How important is EQ IQ in HR – Reasons & Survey

The question, “What do you want your career to be tomorrow?” is something HR pros ask each other every day. Asking yourself that question can be deceptively challenging. There are, of course, a variety of different career options available—the majority of which will require a degree and a significant amount of relevant work experience.

But what if you don’t have a clue where your future career path should take you? HR professionals provide a range of services to their organization, but how much do they really care about what they do? Are they being compensated fairly? Do they have the resources they need to grow and succeed in their roles? Are their colleagues treating them with respect and equality?

EI is described as the perception, evaluation, and management of emotions in yourself and others. It is a concept that tries to connect both emotion and cognition and metacognitive processes.

Research shows that emotions, properly managed, can lead to trust, faith and commitment. Productivity, innovations, success as individuals, groups or organizations can take place in such a context where EI plays a crucial role

EQ score is one possible method for gauging one’s level of engagement within an organization. By taking the EQ IQ test in HR, you can learn more about yourself and see where you stand compared to your peers. But are there better ways to find out about your current opportunities and potential growth potential?

Here are some helpful tips on how to take the EQ IQ test in HR .

What is the EQ IQ test in HR?

The Eaton’s Quality Index (EQ IQ) is a common tool used by businesses to measure levels of engagement and well-being within their organization. The EQ test is based on the concept of “emotional quotient,” which is the equivalent of the “EQ” score in the job market.

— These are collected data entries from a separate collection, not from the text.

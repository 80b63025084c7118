//! Trust status model and the normalized authority reply.

use chrono::{DateTime, Utc};
use serde::{Deserialize, Serialize};
use serde_json::Value;

/// The four-valued trust verdict cached for egress decisions.
#[derive(Debug, Clone, Copy, PartialEq, Eq, Serialize, Deserialize, Default)]
#[serde(rename_all = "lowercase")]
pub enum TrustStatus {
    /// Authority confirmed the license.
    Valid,
    /// Degraded trust inside the grace window.
    Grace,
    /// License rejected, revoked or grace exhausted.
    Invalid,
    /// No check has happened since startup.
    #[default]
    Unknown,
}

impl TrustStatus {
    /// Cache representation.
    pub fn as_str(&self) -> &'static str {
        match self {
            TrustStatus::Valid => "valid",
            TrustStatus::Grace => "grace",
            TrustStatus::Invalid => "invalid",
            TrustStatus::Unknown => "unknown",
        }
    }

    /// Parse a cached value; anything unrecognized reads as `Unknown`.
    pub fn parse(value: &str) -> Self {
        match value.trim().to_ascii_lowercase().as_str() {
            "valid" => TrustStatus::Valid,
            "grace" => TrustStatus::Grace,
            "invalid" => TrustStatus::Invalid,
            _ => TrustStatus::Unknown,
        }
    }

    /// Whether feature use and egress are permitted.
    pub fn permits(&self) -> bool {
        matches!(self, TrustStatus::Valid | TrustStatus::Grace)
    }
}

impl std::fmt::Display for TrustStatus {
    fn fmt(&self, f: &mut std::fmt::Formatter<'_>) -> std::fmt::Result {
        f.write_str(self.as_str())
    }
}

/// Durable record of the last check outcome.
#[derive(Debug, Clone, Copy, PartialEq, Eq, Serialize, Deserialize, Default)]
#[serde(rename_all = "SCREAMING_SNAKE_CASE")]
pub enum CheckStatus {
    /// Last check confirmed validity.
    Valid,
    /// Last check landed in the grace window.
    Grace,
    /// Last check rejected the license.
    Invalid,
    /// Last check could not reach the authority and no grace applied.
    NetworkError,
    /// Never checked.
    #[default]
    Unknown,
}

impl From<TrustStatus> for CheckStatus {
    fn from(status: TrustStatus) -> Self {
        match status {
            TrustStatus::Valid => CheckStatus::Valid,
            TrustStatus::Grace => CheckStatus::Grace,
            TrustStatus::Invalid => CheckStatus::Invalid,
            TrustStatus::Unknown => CheckStatus::Unknown,
        }
    }
}

/// Structural verdict carried by an authority response.
#[derive(Debug, Clone, Copy, PartialEq, Eq)]
pub enum Verdict {
    /// Explicit success discriminator.
    Success,
    /// Explicit failure discriminator.
    Failure,
    /// Revoke or blacklist marker; bypasses grace.
    Revoked,
    /// Neither discriminator could be read.
    Ambiguous,
}

/// Known authority response generations.
#[derive(Debug, Clone, Copy, PartialEq, Eq)]
pub enum WireShape {
    /// `success` / `data.activationData.token` / `valid_for` duration.
    LmfwcV2,
    /// `ok` / `activation_token` / `exp` absolute.
    Legacy,
    /// No distinguishing field present.
    Unrecognized,
}

/// Authority response normalized into the internal model.
#[derive(Debug, Clone)]
pub struct AuthorityReply {
    /// Detected wire generation.
    pub shape: WireShape,
    /// Structural verdict.
    pub verdict: Verdict,
    /// Activation token, if the response carried one.
    pub token: Option<String>,
    /// Absolute license expiry, explicit or derived.
    pub expires_at: Option<DateTime<Utc>>,
    /// Human-readable server message.
    pub message: Option<String>,
    /// HTTP status of the response.
    pub http_status: u16,
    /// Raw JSON body.
    pub raw: Value,
}
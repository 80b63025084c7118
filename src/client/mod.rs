//! Client layer: the interceptable transport and the licensing authority client.

pub mod http;
pub mod transport;
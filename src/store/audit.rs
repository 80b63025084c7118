//! Append-only license audit trail.
//!
//! Writes are best-effort telemetry: a failing sink is logged and ignored,
//! never surfaced to the operation that produced the record.

use crate::TollgateError;
use chrono::{DateTime, Utc};
use serde::{Deserialize, Serialize};
use serde_json::Value;
use std::fs::{self, OpenOptions};
use std::io::Write;
use std::path::PathBuf;
use std::sync::{Arc, Mutex, PoisonError};
use tracing::warn;

/// Maximum characters kept in an audit record's `notes`.
pub const MAX_NOTES_CHARS: usize = 1400;

const AUDIT_FILE: &str = "license_audit.jsonl";

/// License client operation being audited.
#[derive(Debug, Clone, Copy, PartialEq, Eq, Serialize, Deserialize)]
pub enum AuditAction {
    /// First activation of this device.
    Activate,
    /// Reactivation with a stored token.
    Reactivate,
    /// Deactivation of this device or the whole account.
    Deactivate,
    /// Periodic or on-demand validation.
    Validate,
}

impl AuditAction {
    fn as_str(&self) -> &'static str {
        match self {
            AuditAction::Activate => "Activate",
            AuditAction::Reactivate => "Reactivate",
            AuditAction::Deactivate => "Deactivate",
            AuditAction::Validate => "Validate",
        }
    }
}

/// Normalized audit outcome.
#[derive(Debug, Clone, Copy, PartialEq, Eq, Serialize, Deserialize)]
#[serde(rename_all = "UPPERCASE")]
pub enum AuditStatus {
    /// Success.
    Ok,
    /// Degraded (grace).
    Warn,
    /// Failure.
    Fail,
}

impl AuditStatus {
    /// Normalize a free-form status label.
    pub fn normalize(label: &str) -> Self {
        match label.trim().to_ascii_uppercase().as_str() {
            "OK" | "SUCCESS" | "VALID" | "ACTIVE" => AuditStatus::Ok,
            "WARN" | "GRACE" | "GRACE_OK" => AuditStatus::Warn,
            _ => AuditStatus::Fail,
        }
    }

    fn as_str(&self) -> &'static str {
        match self {
            AuditStatus::Ok => "OK",
            AuditStatus::Warn => "WARN",
            AuditStatus::Fail => "FAIL",
        }
    }
}

/// Where the recorded verdict came from.
#[derive(Debug, Clone, Copy, PartialEq, Eq, Serialize, Deserialize)]
pub enum AuditSource {
    /// The authority answered.
    Server,
    /// Decided locally (grace evaluation after a failure or outage).
    Local,
}

/// One immutable audit row.
#[derive(Debug, Clone, PartialEq, Serialize, Deserialize)]
pub struct AuditRecord {
    /// `"<action> → <status>"`.
    pub subject: String,
    /// Operation.
    pub action: AuditAction,
    /// Normalized outcome.
    pub status: AuditStatus,
    /// Verdict source.
    pub source: AuditSource,
    /// When the operation completed.
    pub event_ts: DateTime<Utc>,
    /// Acting identity, if known.
    pub actor: Option<String>,
    /// `****-****-****-<last4>`.
    pub license_key_mask: String,
    /// Installation id.
    pub instance_id: String,
    /// Application version.
    pub app_version: String,
    /// Size-bounded JSON blob with the raw payload or error.
    pub notes: Option<String>,
}

/// Mask a license key down to its last four characters.
pub fn mask_license_key(key: &str) -> String {
    let key = key.trim();
    if key.is_empty() {
        return String::new();
    }
    let tail: String = key
        .chars()
        .rev()
        .take(4)
        .collect::<Vec<_>>()
        .into_iter()
        .rev()
        .collect();
    format!("****-****-****-{}", tail)
}

/// Serialize `notes` and cut it to [`MAX_NOTES_CHARS`] characters.
pub fn bounded_notes(notes: &Value) -> String {
    let json = notes.to_string();
    match json.char_indices().nth(MAX_NOTES_CHARS) {
        Some((cut, _)) => json[..cut].to_string(),
        None => json,
    }
}

/// Append-only audit sink.
pub trait AuditSink: Send + Sync {
    /// Append a record.
    fn insert(&self, record: &AuditRecord) -> Result<(), TollgateError>;
}

/// Audit sink appending JSON lines to `dirs::data_dir()/<namespace>/license_audit.jsonl`.
pub struct JsonlAuditSink {
    path: PathBuf,
    write_lock: Mutex<()>,
}

impl JsonlAuditSink {
    /// Sink under the platform data directory.
    pub fn new(namespace: &str) -> Result<Self, TollgateError> {
        let base_dir = dirs::data_dir()
            .ok_or_else(|| TollgateError::AuditIO("Could not find data directory".to_string()))?;
        Self::with_path(base_dir.join(namespace).join(AUDIT_FILE))
    }

    /// Sink appending to a specific file.
    pub fn with_path(path: PathBuf) -> Result<Self, TollgateError> {
        if let Some(parent) = path.parent() {
            fs::create_dir_all(parent)
                .map_err(|e| TollgateError::AuditIO(format!("Failed to create audit dir: {}", e)))?;
        }
        Ok(Self {
            path,
            write_lock: Mutex::new(()),
        })
    }
}

impl AuditSink for JsonlAuditSink {
    fn insert(&self, record: &AuditRecord) -> Result<(), TollgateError> {
        let mut line = serde_json::to_string(record)
            .map_err(|e| TollgateError::AuditIO(format!("Failed to serialize record: {}", e)))?;
        line.push('\n');

        let _guard = self.write_lock.lock().unwrap_or_else(PoisonError::into_inner);
        let mut file = OpenOptions::new()
            .create(true)
            .append(true)
            .open(&self.path)
            .map_err(|e| TollgateError::AuditIO(format!("Failed to open audit log: {}", e)))?;
        file.write_all(line.as_bytes())
            .map_err(|e| TollgateError::AuditIO(format!("Failed to append record: {}", e)))
    }
}

/// In-memory audit sink.
#[derive(Debug, Default)]
pub struct MemoryAuditSink {
    records: Mutex<Vec<AuditRecord>>,
}

impl MemoryAuditSink {
    /// Empty sink.
    pub fn new() -> Self {
        Self::default()
    }

    /// Copy of everything inserted so far.
    pub fn records(&self) -> Vec<AuditRecord> {
        self.records
            .lock()
            .unwrap_or_else(PoisonError::into_inner)
            .clone()
    }
}

impl AuditSink for MemoryAuditSink {
    fn insert(&self, record: &AuditRecord) -> Result<(), TollgateError> {
        self.records
            .lock()
            .unwrap_or_else(PoisonError::into_inner)
            .push(record.clone());
        Ok(())
    }
}

/// One audit entry waiting to be written.
#[derive(Debug, Clone)]
pub struct AuditEntry<'a> {
    /// Operation.
    pub action: AuditAction,
    /// Free-form status label, normalized on write.
    pub status: &'a str,
    /// Verdict source.
    pub source: AuditSource,
    /// License key (masked on write).
    pub license_key: &'a str,
    /// Notes blob.
    pub notes: Value,
}

/// Builds and writes audit records, swallowing sink failures.
#[derive(Clone)]
pub struct AuditTrail {
    sink: Arc<dyn AuditSink>,
    app_version: String,
    actor: Option<String>,
}

impl AuditTrail {
    /// Trail writing to `sink`.
    pub fn new(sink: Arc<dyn AuditSink>, app_version: &str) -> Self {
        Self {
            sink,
            app_version: app_version.to_string(),
            actor: None,
        }
    }

    /// Same trail, recording `actor` as the acting identity.
    pub fn with_actor(mut self, actor: impl Into<String>) -> Self {
        self.actor = Some(actor.into());
        self
    }

    /// Build the record for an entry.
    pub fn build(&self, entry: AuditEntry<'_>, instance_id: &str, now: DateTime<Utc>) -> AuditRecord {
        let status = AuditStatus::normalize(entry.status);
        let notes = if entry.notes.is_null() {
            None
        } else {
            Some(bounded_notes(&entry.notes))
        };
        AuditRecord {
            subject: format!("{} → {}", entry.action.as_str(), status.as_str()),
            action: entry.action,
            status,
            source: entry.source,
            event_ts: now,
            actor: self.actor.clone(),
            license_key_mask: mask_license_key(entry.license_key),
            instance_id: instance_id.to_string(),
            app_version: self.app_version.clone(),
            notes,
        }
    }

    /// Write an entry; failures are logged and discarded.
    pub fn write(&self, entry: AuditEntry<'_>, instance_id: &str, now: DateTime<Utc>) {
        let record = self.build(entry, instance_id, now);
        if let Err(e) = self.sink.insert(&record) {
            warn!(error = %e, subject = %record.subject, "license audit write failed");
        }
    }
}

#[cfg(test)]
mod tests {
    use super::*;
    use chrono::TimeZone;
    use serde_json::json;
    use tempfile::TempDir;

    struct BrokenSink;

    impl AuditSink for BrokenSink {
        fn insert(&self, _record: &AuditRecord) -> Result<(), TollgateError> {
            Err(TollgateError::AuditIO("disk full".to_string()))
        }
    }

    fn now() -> DateTime<Utc> {
        Utc.with_ymd_and_hms(2025, 1, 15, 12, 0, 0).unwrap()
    }

    fn entry<'a>(status: &'a str, notes: Value) -> AuditEntry<'a> {
        AuditEntry {
            action: AuditAction::Validate,
            status,
            source: AuditSource::Server,
            license_key: "TEST-KEY-XXXX-1234",
            notes,
        }
    }

    #[test]
    fn test_mask_license_key() {
        assert_eq!(mask_license_key("TEST-KEY-XXXX-1234"), "****-****-****-1234");
        assert_eq!(mask_license_key("ab"), "****-****-****-ab");
        assert_eq!(mask_license_key(""), "");
    }

    #[test]
    fn test_status_normalization() {
        assert_eq!(AuditStatus::normalize("valid"), AuditStatus::Ok);
        assert_eq!(AuditStatus::normalize("Active"), AuditStatus::Ok);
        assert_eq!(AuditStatus::normalize("grace"), AuditStatus::Warn);
        assert_eq!(AuditStatus::normalize("network_error"), AuditStatus::Fail);
        assert_eq!(AuditStatus::normalize(""), AuditStatus::Fail);
    }

    #[test]
    fn test_notes_are_bounded() {
        let long = "é".repeat(5000);
        let notes = bounded_notes(&json!({"raw": long}));
        assert_eq!(notes.chars().count(), MAX_NOTES_CHARS);
        let short = bounded_notes(&json!({"http": 200}));
        assert_eq!(short, r#"{"http":200}"#);
    }

    #[test]
    fn test_record_shape() {
        let sink = Arc::new(MemoryAuditSink::new());
        let trail = AuditTrail::new(sink.clone(), "1.2.3").with_actor("Administrator");
        trail.write(entry("GRACE", json!({"err": "timeout"})), "inst-1", now());

        let records = sink.records();
        assert_eq!(records.len(), 1);
        let record = &records[0];
        assert_eq!(record.subject, "Validate → WARN");
        assert_eq!(record.status, AuditStatus::Warn);
        assert_eq!(record.license_key_mask, "****-****-****-1234");
        assert_eq!(record.actor.as_deref(), Some("Administrator"));
        assert_eq!(record.instance_id, "inst-1");
        assert_eq!(record.notes.as_deref(), Some(r#"{"err":"timeout"}"#));
    }

    #[test]
    fn test_broken_sink_is_swallowed() {
        let trail = AuditTrail::new(Arc::new(BrokenSink), "1.0");
        trail.write(entry("OK", Value::Null), "inst", now());
    }

    #[test]
    fn test_jsonl_sink_appends() {
        let temp_dir = TempDir::new().unwrap();
        let path = temp_dir.path().join("audit").join("log.jsonl");
        let sink = Arc::new(JsonlAuditSink::with_path(path.clone()).unwrap());
        let trail = AuditTrail::new(sink, "1.0");

        trail.write(entry("OK", json!({"http": 200})), "inst", now());
        trail.write(entry("FAIL", json!({"http": 403})), "inst", now());

        let contents = fs::read_to_string(&path).unwrap();
        let lines: Vec<&str> = contents.lines().collect();
        assert_eq!(lines.len(), 2);
        let second: AuditRecord = serde_json::from_str(lines[1]).unwrap();
        assert_eq!(second.status, AuditStatus::Fail);
    }
}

The concept of the EQ IQ test is simple. You take the test and indicate how much interest, engagement, and enthusiasm you have for various career paths and/or specific departments. The scores are meant to provide an overall picture of how engaged and happy you are in your current role.

Take the Test

The EQ IQ test is essentially a personality test disguised as a job assessment. The test measures your “emotional quotient,” which is the balance between your conscious and subconscious minds.

Because your “EQ” is the sum of both your conscious and unconscious attitudes, behaviors, and thoughts, a high EQ score can indicate a strong desire to do the work and be with a team that provides meaningful work.

The test also has eight different sections, so there’s plenty of room for you to provide detailed feedback. Because there are so many possible reactions to a range of situations, the test measures your emotional intelligence in a highly individualistic way.

What does an EQ score in HR mean?

The EQ score is a helpful but not conclusive indicator of where you might excel in your career. It only tells you that you have the potential to reach a higher level of performance. But it doesn’t tell you where to focus your efforts.

 If your highest score is on the top end of the spectrum and you are interested in managing a team, for example, then it stands to reason that you would do well in that capacity.

However, if you are more interested in building a career at the lower end of the scale, then you would do well to take the opportunity to speak with your manager and discuss your interests and desires.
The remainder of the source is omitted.